On Saturday, the Governor vetoed the omnibus agriculture, environment and natural resources bill. Environmentalists had called on the Governor to do so because of the elimination of a citizens’ board that oversees certain decisions at the Minnesota Pollution Control Agency.  However, the bill also included something Dayton wanted regarding water quality: a requirement that farmers maintain buffers between cropland and waterways.

Rep. Denny McNamara (R-Hastings) said the veto affects avian flu funding, extended unemployment benefits, state parks and the Minnesota Zoo.

Dayton also vetoed the omnibus jobs and energy bill to fund the Department of Commerce, the Bureau of Mediation Services and Minnesota Workers’ Compensation Court of Appeals. He criticized the inadequate funding for broadband and also the amount budgeted for the state’s Olmstead Plan efforts to address the needs of community living for people with disabilities. In his veto letter, Dayton also said he objected to the “changes to Minnesota’s net metering laws that will disincentivize the use of wind and solar power.”

House Speaker Kurt Daudt (R-Crown) said he was very disappointed with all three vetoes.

Dayton and Daudt met privately Tuesday and Wednesday to discuss the coming special legislative session, but a deal on the budget bills has not been reached. Agreement on provisions of the three vetoed budget bills will have to be reached by June 30 to avoid a partial government shutdown. Minnesota Management and Budget estimates the number of employees who will be laid off on July 1, the start of the Fiscal Year 2016, if agreement is not reached on the three budget bills to be 9,451. Daudt said they’re working for a one-day special session, as soon as possible.

Rep. Pat Garofalo (R-Farmington), Chair Jobs/Energy, said with three budget bills now on the agenda for a special session, the negotiations should not be limited to the Governor and top legislative leaders.
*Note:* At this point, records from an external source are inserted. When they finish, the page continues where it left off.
//! Event sink port: the outbound half of the transport.

use std::sync::Arc;

use cloudlink_domain::error::CloudLinkError;
use cloudlink_domain::event::EventMessage;

/// Accepts event messages bound for the cloud.
///
/// Implementations enqueue or transmit the message. Delivery guarantees,
/// signing and retries are the implementation's concern; callers only learn
/// whether the message was accepted.
pub trait EventSink {
    /// Hand `event` to the transport.
    ///
    /// # Errors
    ///
    /// Returns [`CloudLinkError::SinkClosed`] or [`CloudLinkError::Transport`]
    /// when the message was not accepted.
    fn send(&self, event: EventMessage) -> Result<(), CloudLinkError>;
}

impl<T: EventSink + ?Sized> EventSink for Arc<T> {
    fn send(&self, event: EventMessage) -> Result<(), CloudLinkError> {
        (**self).send(event)
    }
}

impl<T: EventSink + ?Sized> EventSink for &T {
    fn send(&self, event: EventMessage) -> Result<(), CloudLinkError> {
        (**self).send(event)
    }
}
Lawmakers are also expected to take up the bonding bill and legacy bill that failed to pass in time before adjournment.

A tax bill could also be part of the mix. Dayton is proposing a $260 million, one-year income tax cut in exchange for an additional $250 million in education spending, including partial funding for preschool. That’s a bigger increase than Dayton was willing to settle for at the end of the regular session. During his weekend news conference, the Governor said he’s taken back the previous, lower offer, which was made in hopes of avoiding a special session.

Senate Democrats wouldn’t support a tax cut bill in the regular session because House Republicans wouldn’t support their approach to transportation funding, including a gas tax. But Senate Majority Leader Tom Bakk, (DFL-Cook) who also had a private meeting with Dayton, said he could go along with the Governor’s latest offer.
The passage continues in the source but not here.